In the second scenario, if a French corporate tax resident receives the dividends and does not pay any tax because of its tax loss situation, the Appeal Court considers that the dividend does reduce the tax loss, with a consequence of accelerating the taxation of the French entity in the future. Thus, the related timing difference (the WHT applicable immediately to GBL, whereas the corporate tax would be applied to the French entity in subsequent years) may not be viewed as a violation of the principle of free movement of capital. The Appeal Court also refutes the GBL argument whereby GBL is comparable to a French SICAV (one form of exempt French UCITs) and, accordingly, does not accept a discrimination in this respect.

Finally, the Appeal Court takes the view that the application of the WHT does not violate the EU principle of freedom of establishment, given the fact that such principle is applicable only when the relevant shareholder is in a situation to be able to influence the relevant subsidiary, whereas GBL had no such influence over FrenchCo.

Accordingly, the Appeal Court sides with the French tax authorities (FTA) and upholds the validity of the WHT.


In a recent a decision (CE, September 26, 2014, société Artemis Conseil), the Conseil d'Etat ruled on the situation where shares that are eligible to the 95 percent dividend exemption (subject, inter alia, to a two-year holding period), are lent for a certain period of time. In this decision, the Conseil d'Etat upheld the FTA position, i.e. that (i) a stock lending should be treated as a disposal of the relevant shares, and (ii) accordingly, at the maturity of the stock lending, the lender would need to keep the shares for a new period of two years in order to be eligible for the 95 percent exemption.

In a symmetrical situation where shares had been lent to a French company by a French individual (CAA Bordeaux, November 17, 2014, SC Rimar), the Appeal Court of Bordeaux applied the above position of the Conseil d'Etat, and consequently ruled that the 95 percent exemption for dividends is not available to shares that are held by a given company under a stock lending agreement, notwithstanding the fact that the shares are being lent to such company by an individual.

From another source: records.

use std::fmt;

use crate::error::{ParseError, RuleError};

#[derive(Debug, Clone, Copy, PartialEq, Eq, Hash)]
pub enum Color {
    White,
    Black,
}

impl Color {
    pub fn opposite(&self) -> Self {
        match self {
            Color::White => Color::Black,
            Color::Black => Color::White,
        }
    }

    /// Direction in which this color's pawns advance.
    pub fn forward(&self) -> Direction {
        match self {
            Color::White => Direction::North,
            Color::Black => Direction::South,
        }
    }

    /// Rank on which this color's pieces start (rank index 0 is rank "1").
    pub fn back_rank(&self) -> u8 {
        match self {
            Color::White => 0,
            Color::Black => 7,
        }
    }

    /// The pawn rank sits one step in front of the back rank.
    pub fn pawn_start_rank(&self) -> u8 {
        let (_, d_rank) = self.forward().delta();
        (self.back_rank() as i8 + d_rank) as u8
    }
}

impl fmt::Display for Color {
    fn fmt(&self, f: &mut fmt::Formatter<'_>) -> fmt::Result {
        match self {
            Color::White => write!(f, "white"),
            Color::Black => write!(f, "black"),
        }
    }
}

#[derive(Debug, Clone, Copy, PartialOrd, Ord, PartialEq, Eq, Hash)]
pub enum PieceType {
    Pawn,
    Knight,
    Bishop,
    Rook,
    Queen,
    King,
}

impl PieceType {
    pub const ALL: [PieceType; 6] = [
        PieceType::Pawn,
        PieceType::Knight,
        PieceType::Bishop,
        PieceType::Rook,
        PieceType::Queen,
        PieceType::King,
    ];

    pub fn is_slider(&self) -> bool {
        matches!(self, PieceType::Bishop | PieceType::Rook | PieceType::Queen)
    }
}

impl fmt::Display for PieceType {
    fn fmt(&self, f: &mut fmt::Formatter<'_>) -> fmt::Result {
        match self {
            PieceType::Pawn => write!(f, "P"),
            PieceType::Knight => write!(f, "N"),
            PieceType::Bishop => write!(f, "B"),
            PieceType::Rook => write!(f, "R"),
            PieceType::Queen => write!(f, "Q"),
            PieceType::King => write!(f, "K"),
        }
    }
}

#[derive(Debug, Clone, Copy, PartialEq, Eq, Hash)]
pub struct Piece {
    pub color: Color,
    pub kind: PieceType,
}

impl Piece {
    pub fn new(color: Color, kind: PieceType) -> Self {
        Self { color, kind }
    }

    /// FEN letter: upper case for White, lower case for Black.
    pub fn to_char(&self) -> char {
        let letter = match self.kind {
            PieceType::Pawn => 'p',
            PieceType::Knight => 'n',
            PieceType::Bishop => 'b',
            PieceType::Rook => 'r',
            PieceType::Queen => 'q',
            PieceType::King => 'k',
        };
        if self.color == Color::White {
            letter.to_ascii_uppercase()
        } else {
            letter
        }
    }

    pub fn from_char(c: char) -> Option<Self> {
        let kind = match c.to_ascii_lowercase() {
            'p' => PieceType::Pawn,
            'n' => PieceType::Knight,
            'b' => PieceType::Bishop,
            'r' => PieceType::Rook,
            'q' => PieceType::Queen,
            'k' => PieceType::King,
            _ => return None,
        };
        let color = if c.is_ascii_uppercase() { Color::White } else { Color::Black };
        Some(Self { color, kind })
    }

    pub fn symbol(&self) -> char {
        match (self.color, self.kind) {
            (Color::White, PieceType::Pawn) => '♙',
            (Color::White, PieceType::Knight) => '♘',
            (Color::White, PieceType::Bishop) => '♗',
            (Color::White, PieceType::Rook) => '♖',
            (Color::White, PieceType::Queen) => '♕',
            (Color::White, PieceType::King) => '♔',
            (Color::Black, PieceType::Pawn) => '♟',
            (Color::Black, PieceType::Knight) => '♞',
            (Color::Black, PieceType::Bishop) => '♝',
            (Color::Black, PieceType::Rook) => '♜',
            (Color::Black, PieceType::Queen) => '♛',
            (Color::Black, PieceType::King) => '♚',
        }
    }
}

#[derive(Debug, Clone, Copy, PartialEq, Eq)]
pub enum Square {
    Occupied(Piece),
    Empty,
}

impl Square {
    pub fn piece(&self) -> Option<Piece> {
        match self {
            Square::Occupied(piece) => Some(*piece),
            Square::Empty => None,
        }
    }

    pub fn is_empty(&self) -> bool {
        matches!(self, Square::Empty)
    }
}

#[derive(Debug, Clone, Copy, PartialEq, Eq, Hash)]
pub enum Direction {
    North,
    South,
    East,
    West,
}

impl Direction {
    /// `(d_file, d_rank)` of one step.
    pub const fn delta(self) -> (i8, i8) {
        match self {
            Direction::North => (0, 1),
            Direction::South => (0, -1),
            Direction::East => (1, 0),
            Direction::West => (-1, 0),
        }
    }
}

/// A square of the board. Both coordinates are always within `0..8`; every
/// constructor and shift is checked.
///
/// Ordering is rank-major (a1, b1, .., h1, a2, ..).
#[derive(Debug, PartialEq, Eq, PartialOrd, Ord, Copy, Clone, Hash)]
pub struct ChessField {
    rank: u8,
    file: u8,
}

impl ChessField {
    pub const BOARD_SIZE: u8 = 8;

    pub fn new(file: u8, rank: u8) -> Result<Self, RuleError> {
        Self::checked(file as i16, rank as i16)
    }

    fn checked(file: i16, rank: i16) -> Result<Self, RuleError> {
        let size = Self::BOARD_SIZE as i16;
        if (0..size).contains(&file) && (0..size).contains(&rank) {
            Ok(Self {
                rank: rank as u8,
                file: file as u8,
            })
        } else {
            Err(RuleError::OutOfBounds { file, rank })
        }
    }

    /// `index` counts rank-major from a1 = 0 to h8 = 63.
    pub fn from_index(index: u8) -> Result<Self, RuleError> {
        Self::checked((index % Self::BOARD_SIZE) as i16, (index / Self::BOARD_SIZE) as i16)
    }

    pub fn index(&self) -> usize {
        self.rank as usize * Self::BOARD_SIZE as usize + self.file as usize
    }

    pub fn all() -> impl Iterator<Item = ChessField> {
        (0..Self::BOARD_SIZE).flat_map(|rank| (0..Self::BOARD_SIZE).map(move |file| ChessField { rank, file }))
    }

    pub fn file(&self) -> u8 {
        self.file
    }

    pub fn rank(&self) -> u8 {
        self.rank
    }

    pub fn from_algebraic(algebraic: &str) -> Result<Self, ParseError> {
        let mut chars = algebraic.chars();
        match (chars.next(), chars.next(), chars.next()) {
            (Some(file @ 'a'..='h'), Some(rank @ '1'..='8'), None) => Ok(Self {
                rank: rank as u8 - b'1',
                file: file as u8 - b'a',
            }),
            _ => Err(ParseError::InvalidSquare(algebraic.to_string())),
        }
    }

    pub fn as_algebraic(&self) -> String {
        self.to_string()
    }

    /// Returns the field `d_file` files and `d_rank` ranks away, or
    /// `OutOfBounds` if that leaves the board.
    pub fn offset(self, d_file: i8, d_rank: i8) -> Result<Self, RuleError> {
        Self::checked(self.file as i16 + d_file as i16, self.rank as i16 + d_rank as i16)
    }

    pub fn step(self, direction: Direction) -> Result<Self, RuleError> {
        let (d_file, d_rank) = direction.delta();
        self.offset(d_file, d_rank)
    }

    pub fn north(self) -> Result<Self, RuleError> {
        self.step(Direction::North)
    }

    pub fn south(self) -> Result<Self, RuleError> {
        self.step(Direction::South)
    }

    pub fn east(self) -> Result<Self, RuleError> {
        self.step(Direction::East)
    }

    pub fn west(self) -> Result<Self, RuleError> {
        self.step(Direction::West)
    }
}

impl fmt::Display for ChessField {
    fn fmt(&self, f: &mut fmt::Formatter<'_>) -> fmt::Result {
        write!(f, "{}{}", (b'a' + self.file) as char, self.rank + 1)
    }
}

#[derive(Debug, PartialEq, Eq, PartialOrd, Ord, Copy, Clone, Hash)]
pub struct Move {
    pub from: ChessField,
    pub to: ChessField,
}

impl Move {
    pub fn new(from: ChessField, to: ChessField) -> Self {
        Self { from, to }
    }

    /// Parses long algebraic notation such as `e2e4`.
    pub fn from_algebraic(algebraic: &str) -> Result<Self, ParseError> {
        let invalid = || ParseError::InvalidMove(algebraic.to_string());
        if !algebraic.is_ascii() || algebraic.len() != 4 {
            return Err(invalid());
        }
        let from = ChessField::from_algebraic(&algebraic[0..2]).map_err(|_| invalid())?;
        let to = ChessField::from_algebraic(&algebraic[2..4]).map_err(|_| invalid())?;
        Ok(Self { from, to })
    }

    pub fn as_algebraic(&self) -> String {
        self.to_string()
    }

    pub fn delta(&self) -> MoveDelta {
        MoveDelta {
            d_file: self.to.file as i8 - self.from.file as i8,
            d_rank: self.to.rank as i8 - self.from.rank as i8,
        }
    }
}

impl fmt::Display for Move {
    fn fmt(&self, f: &mut fmt::Formatter<'_>) -> fmt::Result {
        write!(f, "{}{}", self.from, self.to)
    }
}

/// Displacement of a move. The shape tests here look only at geometry, never
/// at occupancy.
#[derive(Debug, Clone, Copy, PartialEq, Eq)]
pub struct MoveDelta {
    pub d_file: i8,
    pub d_rank: i8,
}

impl MoveDelta {
    pub fn is_degenerate(&self) -> bool {
        self.d_file == 0 && self.d_rank == 0
    }

    /// Exactly one component is zero.
    pub fn is_orthogonal(&self) -> bool {
        (self.d_file == 0) != (self.d_rank == 0)
    }

    pub fn is_diagonal(&self) -> bool {
        self.d_file != 0 && self.d_file.abs() == self.d_rank.abs()
    }

    pub fn is_knight_jump(&self) -> bool {
        let (files, ranks) = (self.d_file.abs(), self.d_rank.abs());
        files + ranks == 3 && files <= 2 && ranks <= 2
    }

    pub fn is_king_step(&self) -> bool {
        self.distance() == 1
    }

    /// Chebyshev distance.
    pub fn distance(&self) -> i8 {
        self.d_file.abs().max(self.d_rank.abs())
    }

    pub fn unit(&self) -> (i8, i8) {
        (self.d_file.signum(), self.d_rank.signum())
    }
}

In our view, this position, based on the literal language of the French tax code (FTC), is harsh, and one may find it is regrettable that, on top of a stock lending not being treated as a neutral transaction for the individual lender, the 95 percent exemption for dividends is not available for shares held under a stock lending agreement.


In a September 18, 2014 Kerguelan decision, the Appeal Court of Paris ruled in favor of the taxpayer re the application of the abuse of law procedure (AOL Procedure) to a transaction involving allegedly abusive shell companies (much resembling the so-called coquillard transactions; please see our French tax update for July 2014). The facts of the case were as follows:

  • A corporate taxpayer had acquired 2,998 of the 3,000 shares of a company for 21 million FF;
  • Soon after the purchase, the acquired entity made a dividend distribution amounting to 20.7 million FF eligible to the dividend tax credit régime (Avoir Fiscal);
  • After the distribution, the purchaser recorded a tax-deductible depreciation in respect of the shares of the acquired entity amounting to 19.6 million FF; and
  • The purchaser finally sold the shares of the acquired entity to an affiliate for an amount of 100,000 FF, realizing as such a tax-deductible loss of 20.9 million FF.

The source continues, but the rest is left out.